** WORK REQUEST **
Give back all the entries below. Omit none of them.

Stored items from a collection:
⟨

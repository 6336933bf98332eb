use std::collections::HashSet;

use serde::{Deserialize, Serialize};
use time::{Date, OffsetDateTime};
use tracing::debug;

use crate::{
	Error, OfferEngine, PageRequest, Result, SortSpec,
	pipeline::{self, Ranked},
	reconcile, required, variants,
};
use wayfare_config::Config;
use wayfare_domain::{
	Identity, ServiceLevel, SortDirection, Stay, StayOffer, StaySortKey, pricing, sort,
	stable_hash,
};

#[derive(Clone, Debug, Serialize, Deserialize)]
pub struct StayFilter {
	/// City slug; unset means every known stay is a candidate.
	pub city: Option<String>,
	#[serde(default, with = "wayfare_domain::time_serde::date_option")]
	pub check_in: Option<Date>,
	#[serde(default, with = "wayfare_domain::time_serde::date_option")]
	pub check_out: Option<Date>,
	#[serde(default)]
	pub flexible_dates: bool,
	pub guests: u32,
	pub rooms: u32,
	#[serde(default)]
	pub price_min_minor: Option<i64>,
	#[serde(default)]
	pub price_max_minor: Option<i64>,
	#[serde(default)]
	pub ratings: Vec<u8>,
}

#[derive(Clone, Debug, Serialize, Deserialize)]
pub struct StaySearchRequest {
	pub user_id: String,
	pub filter: StayFilter,
	#[serde(default)]
	pub sort: Option<SortSpec<StaySortKey>>,
	#[serde(default)]
	pub page: PageRequest,
	#[serde(default)]
	pub want_narrowing: bool,
	#[serde(default)]
	pub record_seen: Option<bool>,
}

#[derive(Clone, Debug, Serialize, Deserialize)]
pub struct StayNarrowing {
	pub price_min_minor: i64,
	pub price_max_minor: i64,
	pub service_levels: Vec<ServiceLevel>,
}

#[derive(Clone, Debug, Serialize, Deserialize)]
pub struct StaySearchResponse {
	pub items: Vec<StayOffer>,
	pub total: usize,
	pub narrowing: Option<StayNarrowing>,
}

impl OfferEngine {
	/// Runs a full stay search through the same pipeline as flights: one
	/// candidate per (dates, stay) combination, single-key sort, optional
	/// narrowing, pagination, then reconciliation of the page.
	pub async fn search_stay_offers(
		&self,
		req: StaySearchRequest,
		now: OffsetDateTime,
	) -> Result<StaySearchResponse> {
		validate(&req)?;

		let stays = match req.filter.city.as_deref() {
			Some(city) => required(
				self.reference.stays.list_near(city, self.cfg.search.near_limit).await?,
				"stays",
			)?,
			None => required(self.reference.stays.list_all().await?, "stays")?,
		};
		let dates = variants::stay_date_pairs(
			req.filter.check_in,
			req.filter.check_out,
			req.filter.flexible_dates,
			self.cfg.search.flexible_window_days,
			self.cfg.search.default_trip_days,
			now.date(),
		);
		let pricing_cfg = &self.cfg.pricing;
		let (guests, rooms) = (req.filter.guests, req.filter.rooms);
		let mut seen = HashSet::new();
		let candidates: Vec<StayOffer> = dates
			.iter()
			.flat_map(|&(check_in, check_out)| {
				stays
					.iter()
					.map(move |stay| build_offer(pricing_cfg, stay, check_in, check_out, guests, rooms))
			})
			.filter(|offer| seen.insert(offer.content_hash()))
			.take(self.cfg.search.candidate_cap as usize)
			.collect();

		debug!(
			candidates = candidates.len(),
			stays = stays.len(),
			dates = dates.len(),
			"Generated stay candidates."
		);

		let sort_spec = resolve_sort(&self.cfg, req.sort);
		let mut ranked = pipeline::rank(
			candidates,
			|offer| sort::stay_factor(offer, sort_spec.key),
			|_| 0.0,
		);

		pipeline::stable_sort(&mut ranked, sort_spec.direction(), SortDirection::Ascending);

		// Computed before the filter so the advertised ranges are true.
		let narrowing = req.want_narrowing.then(|| narrow(&ranked));

		ranked.retain(|ranked| filter_matches(&req.filter, &ranked.offer));

		let skip = req.page.skip as usize;
		let take = req.page.take.unwrap_or(self.cfg.search.default_page_size) as usize;
		let (page, total) = pipeline::paginate(ranked, skip, take);
		let mut items: Vec<StayOffer> = page.into_iter().map(|ranked| ranked.offer).collect();

		reconcile::stay_page(
			self.store.as_ref(),
			&self.cfg,
			&req.user_id,
			&mut items,
			req.record_seen.unwrap_or(true),
			now,
		)
		.await?;

		Ok(StaySearchResponse { items, total, narrowing })
	}
}

fn validate(req: &StaySearchRequest) -> Result<()> {
	if req.user_id.trim().is_empty() {
		return Err(Error::InvalidRequest { message: "user_id is required.".to_string() });
	}
	if req.filter.guests == 0 {
		return Err(Error::InvalidRequest { message: "guests must be at least one.".to_string() });
	}
	if req.filter.rooms == 0 {
		return Err(Error::InvalidRequest { message: "rooms must be at least one.".to_string() });
	}
	if let (Some(check_in), Some(check_out)) = (req.filter.check_in, req.filter.check_out)
		&& check_out <= check_in
	{
		return Err(Error::InvalidRequest {
			message: "check_out must be after check_in.".to_string(),
		});
	}
	if let (Some(min), Some(max)) = (req.filter.price_min_minor, req.filter.price_max_minor)
		&& min > max
	{
		return Err(Error::InvalidRequest {
			message: "price_min_minor must not exceed price_max_minor.".to_string(),
		});
	}
	if req.filter.ratings.iter().any(|rating| !(1..=5).contains(rating)) {
		return Err(Error::InvalidRequest {
			message: "ratings must be between one and five.".to_string(),
		});
	}

	Ok(())
}

fn build_offer(
	cfg: &wayfare_config::Pricing,
	stay: &Stay,
	check_in: Date,
	check_out: Date,
	guests: u32,
	rooms: u32,
) -> StayOffer {
	let service_level = ServiceLevel::from_seed(stable_hash(format!("{}:level", stay.name)));
	let nights = (check_out - check_in).whole_days();
	let total_price_minor = pricing::stay_night_price(cfg, &stay.city, &stay.name, service_level)
		* nights
		* i64::from(rooms);

	StayOffer {
		identity: Identity::Transient,
		stay: stay.clone(),
		service_level,
		check_in,
		check_out,
		guests,
		rooms,
		favourite: false,
		total_price_minor,
	}
}

fn resolve_sort(cfg: &Config, sort: Option<SortSpec<StaySortKey>>) -> SortSpec<StaySortKey> {
	let defaults = &cfg.search.stay_defaults;

	sort.unwrap_or(SortSpec {
		key: StaySortKey::parse(&defaults.sort).unwrap_or(StaySortKey::Price),
		descending: defaults.descending,
	})
}

fn narrow(ranked: &[Ranked<StayOffer>]) -> StayNarrowing {
	let (price_min_minor, price_max_minor) =
		pipeline::price_bounds(ranked, |offer| offer.total_price_minor).unwrap_or((0, 0));
	let mut service_levels: Vec<ServiceLevel> = Vec::new();

	for ranked in ranked {
		if !service_levels.contains(&ranked.offer.service_level) {
			service_levels.push(ranked.offer.service_level);
		}
	}

	service_levels.sort();

	StayNarrowing { price_min_minor, price_max_minor, service_levels }
}

fn filter_matches(filter: &StayFilter, offer: &StayOffer) -> bool {
	if let Some(min) = filter.price_min_minor
		&& offer.total_price_minor < min
	{
		return false;
	}
	if let Some(max) = filter.price_max_minor
		&& offer.total_price_minor > max
	{
		return false;
	}

	pipeline::rating_matches(&filter.ratings, offer.stay.rating)
}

⟩

** TASK ANSWER **
repository 6336933bf98332eb
use std::collections::HashSet;

use serde::{Deserialize, Serialize};
use time::{Date, OffsetDateTime};
use tracing::debug;

use crate::{
	Error, OfferEngine, PageRequest, Result, SortSpec,
	pipeline::{self, Ranked},
	reconcile, required, variants,
};
use wayfare_config::Config;
use wayfare_domain::{
	Identity, ServiceLevel, SortDirection, Stay, StayOffer, StaySortKey, pricing, sort,
	stable_hash,
};

#[derive(Clone, Debug, Serialize, Deserialize)]
pub struct StayFilter {
	/// City slug; unset means every known stay is a candidate.
	pub city: Option<String>,
	#[serde(default, with = "wayfare_domain::time_serde::date_option")]
	pub check_in: Option<Date>,
	#[serde(default, with = "wayfare_domain::time_serde::date_option")]
	pub check_out: Option<Date>,
	#[serde(default)]
	pub flexible_dates: bool,
	pub guests: u32,
	pub rooms: u32,
	#[serde(default)]
	pub price_min_minor: Option<i64>,
	#[serde(default)]
	pub price_max_minor: Option<i64>,
	#[serde(default)]
	pub ratings: Vec<u8>,
}

#[derive(Clone, Debug, Serialize, Deserialize)]
pub struct StaySearchRequest {
	pub user_id: String,
	pub filter: StayFilter,
	#[serde(default)]
	pub sort: Option<SortSpec<StaySortKey>>,
	#[serde(default)]
	pub page: PageRequest,
	#[serde(default)]
	pub want_narrowing: bool,
	#[serde(default)]
	pub record_seen: Option<bool>,
}

#[derive(Clone, Debug, Serialize, Deserialize)]
pub struct StayNarrowing {
	pub price_min_minor: i64,
	pub price_max_minor: i64,
	pub service_levels: Vec<ServiceLevel>,
}

#[derive(Clone, Debug, Serialize, Deserialize)]
pub struct StaySearchResponse {
	pub items: Vec<StayOffer>,
	pub total: usize,
	pub narrowing: Option<StayNarrowing>,
}

impl OfferEngine {
	/// Runs a full stay search through the same pipeline as flights: one
	/// candidate per (dates, stay) combination, single-key sort, optional
	/// narrowing, pagination, then reconciliation of the page.
	pub async fn search_stay_offers(
		&self,
		req: StaySearchRequest,
		now: OffsetDateTime,
	) -> Result<StaySearchResponse> {
		validate(&req)?;

		let stays = match req.filter.city.as_deref() {
			Some(city) => required(
				self.reference.stays.list_near(city, self.cfg.search.near_limit).await?,
				"stays",
			)?,
			None => required(self.reference.stays.list_all().await?, "stays")?,
		};
		let dates = variants::stay_date_pairs(
			req.filter.check_in,
			req.filter.check_out,
			req.filter.flexible_dates,
			self.cfg.search.flexible_window_days,
			self.cfg.search.default_trip_days,
			now.date(),
		);
		let pricing_cfg = &self.cfg.pricing;
		let (guests, rooms) = (req.filter.guests, req.filter.rooms);
		let mut seen = HashSet::new();
		let candidates: Vec<StayOffer> = dates
			.iter()
			.flat_map(|&(check_in, check_out)| {
				stays
					.iter()
					.map(move |stay| build_offer(pricing_cfg, stay, check_in, check_out, guests, rooms))
			})
			.filter(|offer| seen.insert(offer.content_hash()))
			.take(self.cfg.search.candidate_cap as usize)
			.collect();

		debug!(
			candidates = candidates.len(),
			stays = stays.len(),
			dates = dates.len(),
			"Generated stay candidates."
		);

		let sort_spec = resolve_sort(&self.cfg, req.sort);
		let mut ranked = pipeline::rank(
			candidates,
			|offer| sort::stay_factor(offer, sort_spec.key),
			|_| 0.0,
		);

		pipeline::stable_sort(&mut ranked, sort_spec.direction(), SortDirection::Ascending);

		// Computed before the filter so the advertised ranges are true.
		let narrowing = req.want_narrowing.then(|| narrow(&ranked));

		ranked.retain(|ranked| filter_matches(&req.filter, &ranked.offer));

		let skip = req.page.skip as usize;
		let take = req.page.take.unwrap_or(self.cfg.search.default_page_size) as usize;
		let (page, total) = pipeline::paginate(ranked, skip, take);
		let mut items: Vec<StayOffer> = page.into_iter().map(|ranked| ranked.offer).collect();

		reconcile::stay_page(
			self.store.as_ref(),
			&self.cfg,
			&req.user_id,
			&mut items,
			req.record_seen.unwrap_or(true),
			now,
		)
		.await?;

		Ok(StaySearchResponse { items, total, narrowing })
	}
}

fn validate(req: &StaySearchRequest) -> Result<()> {
	if req.user_id.trim().is_empty() {
		return Err(Error::InvalidRequest { message: "user_id is required.".to_string() });
	}
	if req.filter.guests == 0 {
		return Err(Error::InvalidRequest { message: "guests must be at least one.".to_string() });
	}
	if req.filter.rooms == 0 {
		return Err(Error::InvalidRequest { message: "rooms must be at least one.".to_string() });
	}
	if let (Some(check_in), Some(check_out)) = (req.filter.check_in, req.filter.check_out)
		&& check_out <= check_in
	{
		return Err(Error::InvalidRequest {
			message: "check_out must be after check_in.".to_string(),
		});
	}
	if let (Some(min), Some(max)) = (req.filter.price_min_minor, req.filter.price_max_minor)
		&& min > max
	{
		return Err(Error::InvalidRequest {
			message: "price_min_minor must not exceed price_max_minor.".to_string(),
		});
	}
	if req.filter.ratings.iter().any(|rating| !(1..=5).contains(rating)) {
		return Err(Error::InvalidRequest {
			message: "ratings must be between one and five.".to_string(),
		});
	}

	Ok(())
}

fn build_offer(
	cfg: &wayfare_config::Pricing,
	stay: &Stay,
	check_in: Date,
	check_out: Date,
	guests: u32,
	rooms: u32,
) -> StayOffer {
	let service_level = ServiceLevel::from_seed(stable_hash(format!("{}:level", stay.name)));
	let nights = (check_out - check_in).whole_days();
	let total_price_minor = pricing::stay_night_price(cfg, &stay.city, &stay.name, service_level)
		* nights
		* i64::from(rooms);

	StayOffer {
		identity: Identity::Transient,
		stay: stay.clone(),
		service_level,
		check_in,
		check_out,
		guests,
		rooms,
		favourite: false,
		total_price_minor,
	}
}

fn resolve_sort(cfg: &Config, sort: Option<SortSpec<StaySortKey>>) -> SortSpec<StaySortKey> {
	let defaults = &cfg.search.stay_defaults;

	sort.unwrap_or(SortSpec {
		key: StaySortKey::parse(&defaults.sort).unwrap_or(StaySortKey::Price),
		descending: defaults.descending,
	})
}

fn narrow(ranked: &[Ranked<StayOffer>]) -> StayNarrowing {
	let (price_min_minor, price_max_minor) =
		pipeline::price_bounds(ranked, |offer| offer.total_price_minor).unwrap_or((0, 0));
	let mut service_levels: Vec<ServiceLevel> = Vec::new();

	for ranked in ranked {
		if !service_levels.contains(&ranked.offer.service_level) {
			service_levels.push(ranked.offer.service_level);
		}
	}

	service_levels.sort();

	StayNarrowing { price_min_minor, price_max_minor, service_levels }
}

fn filter_matches(filter: &StayFilter, offer: &StayOffer) -> bool {
	if let Some(min) = filter.price_min_minor
		&& offer.total_price_minor < min
	{
		return false;
	}
	if let Some(max) = filter.price_max_minor
		&& offer.total_price_minor > max
	{
		return false;
	}

	pipeline::rating_matches(&filter.ratings, offer.stay.rating)
}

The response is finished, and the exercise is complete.